Your instructions: The line that contains "an interactive menu." marks the end: retype the data below exactly from its first line through that line.
▼▼▼
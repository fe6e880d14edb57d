#![cfg_attr(feature = "fail-on-warnings", deny(warnings))]
#![warn(clippy::all, clippy::pedantic, clippy::nursery, clippy::cargo)]
#![allow(clippy::multiple_crate_versions, clippy::cargo_common_metadata)]

//! Command-line entry point for the Oslo housing-market map.
//!
//! With a subcommand it prints district data, runs a valuation or starts
//! the API server. Without one it shows an interactive menu.

mod interactive;
mod render;

use clap::{Parser, Subcommand};
use dialoguer::Select;
use oslo_market_display::{DistrictListEntry, FormattedValuation, StatsPanel};
use oslo_market_district::catalog;
use oslo_market_map::boundaries;
use oslo_market_server::{ServerConfig, run_server};
use oslo_market_valuation::{ConditionStandard, DwellingType, ValuationForm};

#[derive(Parser)]
#[command(name = "oslo_market_cli", about = "Oslo housing-market map toolchain")]
struct Cli {
    #[command(subcommand)]
    command: Option<Commands>,
}

#[derive(Subcommand)]
enum Commands {
    /// List every district with its price change
    Districts,
    /// Show the stats panel for a district (the whole city when unknown)
    Show {
        /// District id, e.g. `frogner`
        id: String,
    },
    /// Estimate the value of a dwelling
    Estimate {
        /// District id (the whole city when unknown)
        #[arg(long, default_value = "oslo")]
        district: String,
        /// Floor area in square meters; a decimal comma is accepted
        #[arg(long)]
        area: String,
        /// Dwelling type: lei, rek, tom or ene
        #[arg(long, default_value_t = DwellingType::default())]
        dwelling_type: DwellingType,
        /// Condition: behov, standard or oppgradert
        #[arg(long, default_value_t = ConditionStandard::default())]
        standard: ConditionStandard,
    },
    /// Find the district containing a coordinate
    Lookup {
        /// Longitude
        lng: f64,
        /// Latitude
        lat: f64,
    },
    /// Start the API server using `BIND_ADDR`, `PORT` and `STATIC_DIR`
    Serve,
}

/// Top-level menu entries.
enum Tool {
    Browse,
    Estimate,
    Server,
}

impl Tool {
    const ALL: &[Self] = &[Self::Browse, Self::Estimate, Self::Server];

    #[must_use]
    const fn label(&self) -> &'static str {
        match self {
            Self::Browse => "Browse districts",
            Self::Estimate => "Estimate a dwelling",
            Self::Server => "Start server",
        }
    }
}

#[tokio::main]
async fn main() -> Result<(), Box<dyn std::error::Error>> {
    pretty_env_logger::init_custom_env("RUST_LOG");
    let cli = Cli::parse();

    match cli.command {
        Some(Commands::Districts) => {
            print!(
                "{}",
                render::district_list(&DistrictListEntry::list(catalog(), ""))
            );
        }
        Some(Commands::Show { id }) => {
            let record = catalog().find_or_aggregate(&id);
            print!("{}", render::stats_panel(&StatsPanel::new(record, true)));
        }
        Some(Commands::Estimate {
            district,
            area,
            dwelling_type,
            standard,
        }) => {
            let catalog = catalog();
            let mut form = ValuationForm::open(catalog.find_or_aggregate(&district));
            form.set_area(&area);
            form.set_dwelling_type(dwelling_type);
            form.set_standard(standard);

            let input = form.input()?;
            let result = form.calculate(catalog)?;
            let record = form.current_district(catalog);
            print!(
                "{}",
                render::valuation(
                    &record.name,
                    input.area,
                    dwelling_type,
                    standard,
                    &FormattedValuation::new(record, &result),
                )
            );
        }
        Some(Commands::Lookup { lng, lat }) => match boundaries().district_at(lng, lat) {
            Some(id) => {
                let record = catalog().find_or_aggregate(id);
                println!("{} ({id})", record.name);
            }
            None => println!("No district at {lng}, {lat}"),
        },
        Some(Commands::Serve) => serve(false).await?,
        None => menu().await?,
    }

    Ok(())
}

async fn menu() -> Result<(), Box<dyn std::error::Error>> {
    println!("Oslo Market Map");
    println!();

    let labels: Vec<&str> = Tool::ALL.iter().map(Tool::label).collect();

    let idx = Select::new()
        .with_prompt("What would you like to do?")
        .items(&labels)
        .default(0)
        .interact()?;

    match Tool::ALL[idx] {
        Tool::Browse => interactive::browse(catalog())?,
        Tool::Estimate => interactive::estimate(catalog(), catalog().aggregate())?,
        Tool::Server => serve(true).await?,
    }

    Ok(())
}

/// Runs the server on actix-web's own runtime.
async fn serve(prompt: bool) -> Result<(), Box<dyn std::error::Error>> {
    // The server uses actix-web's runtime, so we need to run it
    // in a blocking task to avoid nesting tokio runtimes.
    tokio::task::spawn_blocking(move || {
        actix_web::rt::System::new().block_on(async move {
            if prompt {
                oslo_market_server::interactive::run().await
            } else {
                run_server(ServerConfig::from_env()).await
            }
        })
    })
    .await??;

    Ok(())
}

#[cfg(test)]
mod tests {
    use super::*;
    use clap::CommandFactory;

    fn parse(args: &[&str]) -> Result<Cli, clap::Error> {
        Cli::try_parse_from(std::iter::once("oslo_market_cli").chain(args.iter().copied()))
    }

    #[test]
    fn command_definition_is_valid() {
        Cli::command().debug_assert();
    }

    #[test]
    fn estimate_accepts_form_codes() {
        let cli = parse(&[
            "estimate",
            "--district",
            "sagene",
            "--area",
            "50",
            "--dwelling-type",
            "lei",
            "--standard",
            "oppgradert",
        ])
        .unwrap();
        let Some(Commands::Estimate {
            district,
            area,
            dwelling_type,
            standard,
        }) = cli.command
        else {
            panic!("expected the estimate command");
        };
        assert_eq!(district, "sagene");
        assert_eq!(area, "50");
        assert_eq!(dwelling_type, DwellingType::Apartment);
        assert_eq!(standard, ConditionStandard::Upgraded);
    }

    #[test]
    fn estimate_defaults_and_english_names() {
        let cli = parse(&["estimate", "--area", "72,5", "--dwelling-type", "single-family"]).unwrap();
        let Some(Commands::Estimate {
            district,
            dwelling_type,
            standard,
            ..
        }) = cli.command
        else {
            panic!("expected the estimate command");
        };
        assert_eq!(district, "oslo");
        assert_eq!(dwelling_type, DwellingType::SingleFamily);
        assert_eq!(standard, ConditionStandard::Standard);

        let cli = parse(&["estimate", "--area", "50"]).unwrap();
        assert!(matches!(
            cli.command,
            Some(Commands::Estimate {
                dwelling_type: DwellingType::DetachedPlot,
                ..
            })
        ));
    }

    #[test]
    fn estimate_rejects_unknown_codes() {
        assert!(parse(&["estimate", "--area", "50", "--dwelling-type", "slott"]).is_err());
        assert!(parse(&["estimate", "--area", "50", "--standard", "ny"]).is_err());
        assert!(parse(&["estimate"]).is_err());
    }

    #[test]
    fn no_subcommand_opens_menu() {
        assert!(parse(&[]).unwrap().command.is_none());
    }
}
▲▲▲
Completed exercise:
repository fe6e880d14edb57d
#![cfg_attr(feature = "fail-on-warnings", deny(warnings))]
#![warn(clippy::all, clippy::pedantic, clippy::nursery, clippy::cargo)]
#![allow(clippy::multiple_crate_versions, clippy::cargo_common_metadata)]

//! Command-line entry point for the Oslo housing-market map.
//!
//! With a subcommand it prints district data, runs a valuation or starts
//! the API server. Without one it shows an interactive menu.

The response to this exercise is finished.